POLÍTICA

Flávio Bolsonaro é alvo de ação por usar mandato para pedir intervenção a Trump: “atentado à soberania nacional”

Parlamentares do PSOL e da Rede entraram com representação junto ao Procurador-Geral da República (PGR), Paulo Gonet, pedindo a abertura de investigação contra Flávio Bolsonaro (PL-RJ) por utilizar “o seu mandato de Senador da República para, em solo estrangeiro, convidar um governo estrangeiro a intervir nos assuntos internos do Brasil, com impacto direto sobre a soberania nacional, o sistema financeiro, o processo eleitoral e a integridade territorial do país”.

“A classificação do PCC e do CV como organizações terroristas pelo governo norte-americano neste momento não constitui ato meramente declaratório ou simbólico. É antes mais um passo nessa longa história de pedidos de intervenção da família Bolsonaro contra o Brasil e contra sua soberania”, diz a peça.

A representação foi protocolada nesta sexta-feira (29) por Fernanda Melchionna (PSOL/RS), Sâmia Bomfim (PSOL-SP), Duda Salabert (PSOL-MG), Luiza Erundina (PSOL-SP), Chico Alencar (PSOL-RJ), Heloísa Helena (Rede/RJ) e Luizianne Lins (Rede-CE) e diz que a conduta de Flávio Bolsonaro “é, na sua essência, negociação contra os interesses do próprio país — que o ordenamento jurídico brasileiro tipifica como criminosa”.

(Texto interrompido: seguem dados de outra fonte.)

//! Block cell representation and the block kind enumeration.
//!
//! A world cell is a [`Block`]: a kind, a skylight value and a metadata
//! byte. Metadata is overloaded per kind — water packs its flow level and
//! falling flag into it, tree blocks use it to mark naturally generated
//! wood/leaves (so leaf decay only touches world-grown trees).

pub mod catalog;
pub mod interaction;

pub use catalog::{BlockProps, ItemStack};
pub use interaction::block_interaction;

use serde::{Deserialize, Serialize};

/// Highest skylight value a cell can carry.
pub const LIGHT_MAX: u8 = 15;

/// Water metadata layout: bits 0–2 flow level (0 = source .. 7 = thinnest),
/// bit 3 set while the column is falling.
pub const WATER_LEVEL_MASK: u8 = 0b0000_0111;
pub const WATER_FALLING_BIT: u8 = 0b0000_1000;
/// Tree metadata: bit 0 marks naturally generated wood/leaves.
pub const TREE_NATURAL_BIT: u8 = 0b0000_0001;

/// Every block kind the generator or the player can produce.
#[derive(Clone, Copy, Debug, PartialEq, Eq, Hash, Serialize, Deserialize)]
#[repr(u8)]
pub enum BlockType {
    Air,
    Stone,
    DeepStone,
    Grass,
    Dirt,
    Sand,
    Sandstone,
    Snow,
    Gravel,
    Clay,
    Bedrock,
    CoalOre,
    IronOre,
    GoldOre,
    DiamondOre,
    Water,
    OakWood,
    BirchWood,
    SpruceWood,
    AcaciaWood,
    OakLeaves,
    BirchLeaves,
    SpruceLeaves,
    AcaciaLeaves,
    Cactus,
    StoneBrick,
    MossyCobblestone,
    CrackedStoneBrick,
    Glass,
    Glowstone,
}

impl BlockType {
    /// Whether the kind occupies its cell (everything except air).
    #[must_use]
    pub fn is_solid(self) -> bool {
        self.props().solid
    }

    /// Whether the kind lets light and sight through (leaves, water, glass).
    #[must_use]
    pub fn is_transparent(self) -> bool {
        self.props().transparent
    }

    /// Solid and not transparent: blocks light and occludes faces fully.
    #[must_use]
    pub fn is_opaque(self) -> bool {
        let p = self.props();
        p.solid && !p.transparent
    }

    /// True for all four wood kinds.
    #[must_use]
    pub fn is_wood(self) -> bool {
        matches!(
            self,
            BlockType::OakWood | BlockType::BirchWood | BlockType::SpruceWood | BlockType::AcaciaWood
        )
    }

    /// True for all four leaf kinds.
    #[must_use]
    pub fn is_leaves(self) -> bool {
        matches!(
            self,
            BlockType::OakLeaves
                | BlockType::BirchLeaves
                | BlockType::SpruceLeaves
                | BlockType::AcaciaLeaves
        )
    }

    /// Light emitted by the kind itself (0 for almost everything).
    #[must_use]
    pub fn emission(self) -> u8 {
        self.props().emission
    }

    /// What mining this kind yields, if anything.
    #[must_use]
    pub fn drop_for(self) -> Option<ItemStack> {
        self.props().drop
    }
}

/// One world cell. Kept at three bytes so a chunk grid stays under 200 KiB.
#[derive(Clone, Copy, Debug, PartialEq, Eq)]
pub struct Block {
    pub kind: BlockType,
    pub light: u8,
    pub meta: u8,
}

impl Block {
    pub const AIR: Block = Block { kind: BlockType::Air, light: 0, meta: 0 };

    /// A plain cell of `kind` with no light and empty metadata.
    #[must_use]
    pub fn of(kind: BlockType) -> Self {
        Block { kind, light: 0, meta: 0 }
    }

    /// A water cell with the given flow `level` and `falling` flag.
    #[must_use]
    pub fn water(level: u8, falling: bool) -> Self {
        let mut meta = level & WATER_LEVEL_MASK;
        if falling {
            meta |= WATER_FALLING_BIT;
        }
        Block { kind: BlockType::Water, light: 0, meta }
    }

    /// A naturally generated tree cell (wood or leaves).
    #[must_use]
    pub fn natural(kind: BlockType) -> Self {
        Block { kind, light: 0, meta: TREE_NATURAL_BIT }
    }

    /// Flow level of a water cell; 0 is a source.
    #[must_use]
    pub fn water_level(self) -> u8 {
        self.meta & WATER_LEVEL_MASK
    }

    #[must_use]
    pub fn is_falling_water(self) -> bool {
        self.kind == BlockType::Water && self.meta & WATER_FALLING_BIT != 0
    }

    #[must_use]
    pub fn is_natural(self) -> bool {
        self.meta & TREE_NATURAL_BIT != 0
    }
}

impl Default for Block {
    fn default() -> Self {
        Block::AIR
    }
}

#[cfg(test)]
mod tests {
    use super::*;

    #[test]
    fn water_metadata_round_trip() {
        for level in 0..=7u8 {
            for falling in [false, true] {
                let b = Block::water(level, falling);
                assert_eq!(b.water_level(), level);
                assert_eq!(b.is_falling_water(), falling);
            }
        }
    }

    #[test]
    fn natural_flag_marks_tree_blocks() {
        let wood = Block::natural(BlockType::OakWood);
        assert!(wood.is_natural());
        assert!(!Block::of(BlockType::OakWood).is_natural());
    }

    #[test]
    fn cell_is_three_bytes() {
        assert_eq!(std::mem::size_of::<Block>(), 3);
    }
}
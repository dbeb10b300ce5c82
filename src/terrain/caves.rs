//! Carved cave features: worm tunnels and ellipsoidal rooms.
//!
//! Both are seeded per chunk from coordinate hashes and carve only inside
//! the owning chunk's grid — a tunnel that reaches the border simply stops
//! there, and the neighbor's own tunnels supply the apparent continuation.
//! Carving never opens the surface crust (`cave_min_depth` guard per
//! column) and never breaches the bedrock band.

use super::{HeightMap, TerrainParams};
use crate::block::Block;
use crate::chunk::{Chunk, CHUNK_SIZE};
use crate::noise::{hash2, WorldNoise};
use bevy::math::DVec3;

/// Map hash bits onto `[lo, hi)`.
fn unit(h: u32, lo: f64, hi: f64) -> f64 {
    lo + (f64::from(h) / f64::from(u32::MAX)) * (hi - lo)
}

/// Clear one cell if carving is allowed there.
///
/// The per-column surface guard uses the carved column's own height so a
/// tunnel hugging a hillside cannot punch through the lawn above it.
fn carve_cell(chunk: &mut Chunk, heights: &HeightMap, params: &TerrainParams, x: i32, y: i32, z: i32) {
    if x < 0 || z < 0 || x >= CHUNK_SIZE as i32 || z >= CHUNK_SIZE as i32 || y < 0 {
        return;
    }
    let th = heights[z as usize][x as usize];
    if y > th - params.cave_min_depth || y <= params.bedrock_start {
        return;
    }
    chunk.set(x as usize, y as usize, z as usize, Block::AIR);
}

fn carve_sphere(
    chunk: &mut Chunk,
    heights: &HeightMap,
    params: &TerrainParams,
    center: DVec3,
    radius: f64,
) {
    let r = radius.ceil() as i32;
    #[allow(clippy::cast_possible_truncation)]
    let (cx, cy, cz) = (center.x.floor() as i32, center.y.floor() as i32, center.z.floor() as i32);
    for dy in -r..=r {
        for dz in -r..=r {
            for dx in -r..=r {
                let p = DVec3::new(
                    f64::from(cx + dx) + 0.5,
                    f64::from(cy + dy) + 0.5,
                    f64::from(cz + dz) + 0.5,
                );
                if p.distance_squared(center) <= radius * radius {
                    carve_cell(chunk, heights, params, cx + dx, cy + dy, cz + dz);
                }
            }
        }
    }
}

/// Carve this chunk's worm tunnels.
pub fn carve_tunnels(
    chunk: &mut Chunk,
    noise: &WorldNoise,
    params: &TerrainParams,
    heights: &HeightMap,
) {
    if !params.generate_caves {
        return;
    }
    let seed = hash2(chunk.cx.wrapping_mul(7), chunk.cz.wrapping_mul(13));
    let count = seed % (params.tunnels_per_chunk + 1);

    for t in 0..count {
        let h = hash2(seed as i32, t as i32);
        let lx = unit(h, 0.0, CHUNK_SIZE as f64);
        let lz = unit(h.rotate_left(8), 0.0, CHUNK_SIZE as f64);
        #[allow(clippy::cast_possible_truncation)]
        let th = heights[(lz as usize).min(CHUNK_SIZE - 1)][(lx as usize).min(CHUNK_SIZE - 1)];

        let y_max = f64::from(th - params.cave_min_depth - 10);
        let y_min = f64::from((th - 150).max(params.bedrock_start + 2));
        if y_max <= y_min {
            continue;
        }
        let mut pos = DVec3::new(lx, unit(h.rotate_left(16), y_min, y_max), lz);

        // Mostly horizontal start direction: gentle pitch, arbitrary yaw.
        let yaw = unit(h.rotate_left(24), 0.0, std::f64::consts::TAU);
        let pitch = unit(hash2(h as i32, 1), -0.25, 0.25);
        let mut dir = DVec3::new(yaw.cos() * pitch.cos(), pitch.sin(), yaw.sin() * pitch.cos());
        let radius = unit(hash2(h as i32, 2), params.tunnel_radius_min, params.tunnel_radius_max);

        // Noise channel coordinate unique to this tunnel.
        let track = f64::from(hash2(h as i32, 3) % 10_000);

        for seg in 0..params.tunnel_segments {
            carve_sphere(chunk, heights, params, pos, radius);

            let s = f64::from(seg) * 0.17;
            let wobble = DVec3::new(
                noise.noise3(track, s, 0.0),
                noise.noise3(track, s, 50.0) * 0.5,
                noise.noise3(track, s, 100.0),
            ) * 0.4;

            if seg % 12 == 11 {
                // Periodic re-aim keeps long tunnels from running straight.
                dir = (dir + wobble * 1.5).normalize_or_zero();
                dir.y = dir.y.clamp(-0.5, 0.5);
                dir = dir.normalize_or_zero();
            }

            // Steer away from the surface crust and the bedrock band.
            if pos.y > y_max - 3.0 {
                dir.y = -dir.y.abs();
            } else if pos.y < y_min + 3.0 {
                dir.y = dir.y.abs();
            }

            pos += dir + wobble;
        }
    }
}

/// Carve this chunk's ellipsoidal rooms: fewer and wider than tunnels,
/// a single axis-aligned ellipsoid each.
pub fn carve_rooms(chunk: &mut Chunk, params: &TerrainParams, heights: &HeightMap) {
    if !params.generate_caves {
        return;
    }
    let seed = hash2(chunk.cx.wrapping_mul(31), chunk.cz.wrapping_mul(17));
    let count = seed % (params.rooms_per_chunk + 1);

    for r in 0..count {
        let h = hash2(seed as i32, r as i32);
        let lx = unit(h, 2.0, CHUNK_SIZE as f64 - 2.0);
        let lz = unit(h.rotate_left(7), 2.0, CHUNK_SIZE as f64 - 2.0);
        #[allow(clippy::cast_possible_truncation)]
        let th = heights[(lz as usize).min(CHUNK_SIZE - 1)][(lx as usize).min(CHUNK_SIZE - 1)];

        let y_max = f64::from(th - params.cave_min_depth - 12);
        let y_min = f64::from((th - 140).max(params.bedrock_start + 4));
        if y_max <= y_min {
            continue;
        }
        let center = DVec3::new(lx, unit(h.rotate_left(14), y_min, y_max), lz);

        let rx = unit(hash2(h as i32, 10), params.room_radius_min, params.room_radius_max);
        let ry = unit(hash2(h as i32, 11), params.room_radius_min * 0.5, params.room_radius_max * 0.6);
        let rz = unit(hash2(h as i32, 12), params.room_radius_min, params.room_radius_max);

        let bx = rx.ceil() as i32;
        let by = ry.ceil() as i32;
        let bz = rz.ceil() as i32;
        #[allow(clippy::cast_possible_truncation)]
        let (ox, oy, oz) =
            (center.x.floor() as i32, center.y.floor() as i32, center.z.floor() as i32);
        for dy in -by..=by {
            for dz in -bz..=bz {
                for dx in -bx..=bx {
                    let px = (f64::from(ox + dx) + 0.5 - center.x) / rx;
                    let py = (f64::from(oy + dy) + 0.5 - center.y) / ry;
                    let pz = (f64::from(oz + dz) + 0.5 - center.z) / rz;
                    if px * px + py * py + pz * pz <= 1.0 {
                        carve_cell(chunk, heights, params, ox + dx, oy + dy, oz + dz);
                    }
                }
            }
        }
    }
}

#[cfg(test)]
mod tests {
    use super::*;
    use crate::block::BlockType;
    use crate::chunk::CHUNK_HEIGHT;
    use crate::noise::WorldNoise;

    fn solid_chunk(cx: i32, cz: i32) -> (Chunk, HeightMap) {
        let mut chunk = Chunk::new(cx, cz);
        let heights = [[200i32; CHUNK_SIZE]; CHUNK_SIZE];
        for y in 0..200usize {
            for z in 0..CHUNK_SIZE {
                for x in 0..CHUNK_SIZE {
                    chunk.set(x, y, z, Block::of(BlockType::Stone));
                }
            }
        }
        (chunk, heights)
    }

    #[test]
    fn tunnels_are_deterministic() {
        let noise = WorldNoise::new(5);
        let params = TerrainParams::default();
        let (mut a, heights) = solid_chunk(3, 4);
        let (mut b, _) = solid_chunk(3, 4);
        carve_tunnels(&mut a, &noise, &params, &heights);
        carve_tunnels(&mut b, &noise, &params, &heights);
        assert_eq!(a.solid_block_count(), b.solid_block_count());
    }

    #[test]
    fn carving_respects_surface_and_bedrock_guards() {
        let noise = WorldNoise::new(11);
        let params = TerrainParams::default();
        // Try several chunks so at least one rolls a tunnel and a room.
        let mut carved_any = false;
        for c in 0..12 {
            let (mut chunk, heights) = solid_chunk(c, -c);
            let before = chunk.solid_block_count();
            carve_tunnels(&mut chunk, &noise, &params, &heights);
            carve_rooms(&mut chunk, &params, &heights);
            if chunk.solid_block_count() < before {
                carved_any = true;
            }
            for z in 0..CHUNK_SIZE {
                for x in 0..CHUNK_SIZE {
                    // Surface crust intact (cells above `th - cave_min_depth`).
                    for y in (201 - params.cave_min_depth as usize)..200 {
                        assert_eq!(chunk.get(x, y, z).kind, BlockType::Stone);
                    }
                    // Bedrock band intact.
                    for y in 0..=params.bedrock_start as usize {
                        assert_eq!(chunk.get(x, y, z).kind, BlockType::Stone);
                    }
                }
            }
            for y in 200..CHUNK_HEIGHT {
                assert_eq!(chunk.get(0, y, 0).kind, BlockType::Air);
            }
        }
        assert!(carved_any, "no chunk in the sample carved anything");
    }

    #[test]
    fn room_carving_stays_inside_the_chunk() {
        // Carving near the border must clip silently, not wrap or panic.
        let noise = WorldNoise::new(23);
        let params = TerrainParams::default();
        for c in 0..8 {
            let (mut chunk, heights) = solid_chunk(c * 97, c * -53);
            carve_tunnels(&mut chunk, &noise, &params, &heights);
            carve_rooms(&mut chunk, &params, &heights);
        }
    }
}
//! Rendering material for chunk and batch meshes.
//!
//! The voxel material extends bevy's `StandardMaterial` (which carries the
//! texture atlas as its base color texture and multiplies in the baked
//! per-vertex brightness) with a small set of world uniforms: the ambient
//! tint used to color shadowed geometry with the time of day, an underwater
//! flag, and the running time for the underwater wobble. The binding
//! indices are fixed; `shaders/voxel_material.wgsl` relies on them.

use bevy::asset::Asset;
use bevy::pbr::{ExtendedMaterial, MaterialExtension, StandardMaterial};
use bevy::prelude::*;
use bevy::render::render_resource::{AsBindGroup, ShaderRef};

/// Concrete material type used by every chunk and batch entity.
pub type VoxelExtendedMaterial = ExtendedMaterial<StandardMaterial, VoxelMaterial>;

#[derive(AsBindGroup, Asset, TypePath, Clone)]
pub struct VoxelMaterial {
    /// Tint applied against shadowed fragments. RGB = tint color,
    /// A = strength (0.0..1.0).
    #[uniform(100)]
    pub ambient_tint: Vec4,

    /// 1 while the camera is submerged; switches the fog/tint path.
    #[uniform(101)]
    pub underwater: u32,

    /// Seconds since startup, for the underwater wobble.
    #[uniform(102)]
    pub time: f32,
}

impl Default for VoxelMaterial {
    fn default() -> Self {
        Self {
            ambient_tint: Vec4::new(0.02, 0.02, 0.03, 0.7),
            underwater: 0,
            time: 0.0,
        }
    }
}

impl MaterialExtension for VoxelMaterial {
    fn fragment_shader() -> ShaderRef {
        "shaders/voxel_material.wgsl".into()
    }
}

/// Shared handles for the two render passes. The transparent variant blends
/// and never writes depth-sorted artifacts over the opaque pass.
#[derive(Resource, Clone)]
pub struct VoxelMaterialHandles {
    pub opaque: Handle<VoxelExtendedMaterial>,
    pub transparent: Handle<VoxelExtendedMaterial>,
}

/// Build the two pass materials around the atlas texture.
#[must_use]
pub fn make_pass_materials(
    atlas_texture: Handle<Image>,
    materials: &mut Assets<VoxelExtendedMaterial>,
) -> VoxelMaterialHandles {
    let base = |alpha: AlphaMode| StandardMaterial {
        base_color_texture: Some(atlas_texture.clone()),
        perceptual_roughness: 1.0,
        reflectance: 0.05,
        alpha_mode: alpha,
        ..Default::default()
    };

    let opaque = materials.add(ExtendedMaterial {
        base: base(AlphaMode::Opaque),
        extension: VoxelMaterial::default(),
    });
    let transparent = materials.add(ExtendedMaterial {
        base: base(AlphaMode::Blend),
        extension: VoxelMaterial::default(),
    });
    VoxelMaterialHandles { opaque, transparent }
}
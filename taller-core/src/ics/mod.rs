//! ICS generation for the workshop invite.
//!
//! Produces the small RFC 5545 subset needed for a single published event.

mod generate;

pub use generate::{CalendarEvent, escape_text, format_utc, generate_ics};
//! Server configuration.
//!
//! Values come from compiled defaults, then an optional TOML file
//! (`taller.toml`, or the path in `TALLER_CONFIG`), then the process
//! environment. Environment names are the upper-case field names, e.g.
//! `PORT`, `SMTP_HOST`, `CORS_ORIGINS`. The workshop descriptor can only
//! be set from the file, under `[workshop]`.

use std::path::PathBuf;

use anyhow::{Context, Result};
use config::builder::DefaultState;
use config::{ConfigBuilder, Environment, File, FileFormat};
use serde::Deserialize;

use taller_core::Workshop;
use taller_core::qr::{DEFAULT_QR_BASE_URL, DEFAULT_QR_SIZE};

const DEFAULT_CONFIG_PATH: &str = "taller.toml";
const LIST_KEYS: [&str; 2] = ["cors_origins", "mail_bcc"];

#[derive(Debug, Clone, Deserialize)]
#[serde(default)]
pub struct ServerConfig {
    pub port: u16,
    /// Origins allowed by CORS. Requests without an Origin header always pass.
    pub cors_origins: Vec<String>,
    /// Ticket HTML template; `~` is expanded
    pub ticket_path: String,
    /// SQLite URL. Without one, registrations live in memory only.
    pub database_url: Option<String>,

    pub smtp_host: Option<String>,
    pub smtp_port: u16,
    pub smtp_user: Option<String>,
    pub smtp_pass: Option<String>,
    /// Sender address; defaults to `smtp_user`
    pub mail_from: Option<String>,
    pub mail_subject: String,
    pub mail_bcc: Vec<String>,

    pub qr_base_url: String,
    pub qr_size: u32,

    /// Name reported by /health and used for the CSV filename
    pub service_name: String,
    pub workshop: Workshop,
}

impl Default for ServerConfig {
    fn default() -> Self {
        ServerConfig {
            port: 4000,
            cors_origins: vec!["https://kloudpaper.github.io".to_string()],
            ticket_path: "public/ticket.html".to_string(),
            database_url: None,
            smtp_host: None,
            smtp_port: 465,
            smtp_user: None,
            smtp_pass: None,
            mail_from: None,
            mail_subject: "Tu boleto — Taller de Óleo (Apelles Pro)".to_string(),
            mail_bcc: Vec::new(),
            qr_base_url: DEFAULT_QR_BASE_URL.to_string(),
            qr_size: DEFAULT_QR_SIZE,
            service_name: "apelles-taller".to_string(),
            workshop: Workshop::default(),
        }
    }
}

/// Credentials needed to send mail. Only present when host, user and
/// password are all configured.
#[derive(Debug, Clone, PartialEq)]
pub struct SmtpSettings {
    pub host: String,
    pub port: u16,
    pub user: String,
    pub pass: String,
    pub from: String,
}

fn present(value: &Option<String>) -> Option<String> {
    value
        .as_deref()
        .map(str::trim)
        .filter(|v| !v.is_empty())
        .map(str::to_string)
}

impl ServerConfig {
    /// Load from `TALLER_CONFIG` (or `taller.toml`) and the environment.
    pub fn load() -> Result<Self> {
        let path =
            std::env::var("TALLER_CONFIG").unwrap_or_else(|_| DEFAULT_CONFIG_PATH.to_string());

        let builder = config::Config::builder()
            .add_source(File::new(&path, FileFormat::Toml).required(false))
            .add_source(environment());

        Self::from_builder(builder).with_context(|| format!("Failed to load config ({path})"))
    }

    fn from_builder(builder: ConfigBuilder<DefaultState>) -> Result<Self> {
        let mut cfg: ServerConfig = builder.build()?.try_deserialize()?;

        cfg.cors_origins = clean_list(cfg.cors_origins);
        cfg.mail_bcc = clean_list(cfg.mail_bcc);
        cfg.workshop
            .validate()
            .context("Invalid [workshop] configuration")?;

        Ok(cfg)
    }

    pub fn ticket_path(&self) -> PathBuf {
        PathBuf::from(shellexpand::tilde(&self.ticket_path).into_owned())
    }

    pub fn database_url(&self) -> Option<String> {
        present(&self.database_url)
    }

    pub fn smtp(&self) -> Option<SmtpSettings> {
        let host = present(&self.smtp_host)?;
        let user = present(&self.smtp_user)?;
        let pass = present(&self.smtp_pass)?;
        let from = present(&self.mail_from).unwrap_or_else(|| user.clone());

        Some(SmtpSettings {
            host,
            port: self.smtp_port,
            user,
            pass,
            from,
        })
    }
}

fn environment() -> Environment {
    let mut env = Environment::default().try_parsing(true).list_separator(",");
    for key in LIST_KEYS {
        env = env.with_list_parse_key(key);
    }
    env
}

fn clean_list(items: Vec<String>) -> Vec<String> {
    items
        .into_iter()
        .map(|s| s.trim().to_string())
        .filter(|s| !s.is_empty())
        .collect()
}
//! CSV export of registrations.

use chrono::SecondsFormat;

use crate::registration::Registration;

pub const CSV_HEADERS: [&str; 5] = ["firstName", "lastName", "email", "phone", "createdAt"];

fn escape_cell(value: Option<&str>) -> String {
    let Some(value) = value else {
        return String::new();
    };
    let escaped = value.replace('"', "\"\"");
    if escaped.contains(['"', ',', '\n']) {
        format!("\"{escaped}\"")
    } else {
        escaped
    }
}

/// Render registrations as CSV, one row each, in the order given.
pub fn registrations_to_csv(registrations: &[Registration]) -> String {
    let mut rows = Vec::with_capacity(registrations.len() + 1);
    rows.push(CSV_HEADERS.join(","));

    for reg in registrations {
        let created_at = reg.created_at.to_rfc3339_opts(SecondsFormat::Millis, true);
        let cells = [
            Some(reg.first_name.as_str()),
            Some(reg.last_name.as_str()),
            Some(reg.email.as_str()),
            reg.phone.as_deref(),
            Some(created_at.as_str()),
        ];
        rows.push(
            cells
                .into_iter()
                .map(escape_cell)
                .collect::<Vec<_>>()
                .join(","),
        );
    }

    rows.join("\n")
}

#[cfg(test)]
mod tests {
    use super::*;
    use chrono::{TimeZone, Utc};

    fn reg(first: &str, phone: Option<&str>) -> Registration {
        Registration {
            first_name: first.to_string(),
            last_name: "López".to_string(),
            email: "ana@example.com".to_string(),
            phone: phone.map(str::to_string),
            created_at: Utc.with_ymd_and_hms(2025, 9, 1, 12, 0, 0).unwrap(),
        }
    }

    #[test]
    fn test_empty_export_has_header_only() {
        assert_eq!(
            registrations_to_csv(&[]),
            "firstName,lastName,email,phone,createdAt"
        );
    }

    #[test]
    fn test_rows_and_missing_phone() {
        let csv = registrations_to_csv(&[reg("Ana", None), reg("Luis", Some("222"))]);
        let lines: Vec<&str> = csv.split('\n').collect();

        assert_eq!(lines.len(), 3);
        assert_eq!(lines[1], "Ana,López,ana@example.com,,2025-09-01T12:00:00.000Z");
        assert_eq!(lines[2], "Luis,López,ana@example.com,222,2025-09-01T12:00:00.000Z");
    }

    #[test]
    fn test_quoting() {
        assert_eq!(escape_cell(Some("plain")), "plain");
        assert_eq!(escape_cell(Some("a,b")), "\"a,b\"");
        assert_eq!(escape_cell(Some("say \"hi\"")), "\"say \"\"hi\"\"\"");
        assert_eq!(escape_cell(Some("two\nlines")), "\"two\nlines\"");
        assert_eq!(escape_cell(None), "");
    }
}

“A designação pode causar impactos relevantes no país: além de possibilitar a imposição de sanções econômicas a instituições financeiras brasileiras, a classificação da organizações criminosas como organizações terroristas abre, sob o direito interno norte-americano, a possibilidade jurídica de intervenção militar dos Estados Unidos em áreas de atuação dessas organizações, à revelia do governo brasileiro”, diz o texto.

A representação solicita a “instauração de inquérito policial federal para apuração dos fatos narrados, em especial quanto à configuração, em tese, do crime previsto no art. 359-I do Código Penal”, que versa sobre o Atentado à Soberania.

Os parlamentares pedem ainda que Gonet comunique o Tribunal Superior Eleitoral (TSE) “para que avalie a existência de elementos configuradores de abuso de poder ou influência estrangeira no processo eleitoral”.

Leia a íntegra da representação enviada ao PGR.

Dark Horse

Nesta semana, a Polícia Federal enviou à PGR parecer favorável à abertura de investigação contra o senador em razão da transferência de recursos para o fundo Havengate, nos EUA.

O pedido se baseia no episódio em que o parlamentar aparece em mensagens periciadas pela PF solicitando dinheiro ao ex-banqueiro Daniel Vorcaro, supostamente para financiar o filme Dark Horse, ficção inspirada na trajetória do ex-presidente Jair Bolsonaro.

Como se trata de um senador, a Polícia Federal enviou a avaliação para a PGR também analisar os fatos. Cabe ao Supremo Tribunal Federal (STF) autorizar a investigação.

A PF considera haver elementos suficientes para justificar a apuração das suspeitas, que incluem a remessa de R$ 61 milhões para os Estados Unidos, mesmo com parte significativa do filme tendo sido gravada no Brasil.

Uma das principais linhas de investigação é verificar se os recursos teriam sido destinados a financiar a permanência do ex-deputado federal Eduardo Bolsonaro nos EUA. Ele é réu no Supremo Tribunal Federal por coação no curso do processo, acusado de tentar pressionar a Corte a não condenar seu pai por tentativa de golpe.

Caso se comprove que os recursos de Vorcaro financiaram Eduardo, os envolvidos podem ser enquadrados por colaboração no crime de coação, além da suspeita de evasão de divisas. Em outra frente, o ministro do STF Alexandre de Moraes deu cinco dias para a PGR se manifestar sobre um pedido do deputado Lindbergh Farias (PT-RJ) para incluir Flávio e Jair Bolsonaro no inquérito que já apura a atuação de Eduardo nos EUA.

Diante das suspeitas, Flávio Bolsonaro confirmou ter solicitado o dinheiro a Vorcaro, mas negou irregularidades, assegurando que os valores foram integralmente destinados ao filme e prometendo apresentar contratos e comprovações de gastos. Tanto ele quanto Eduardo negaram o uso do dinheiro para despesas pessoais nos EUA.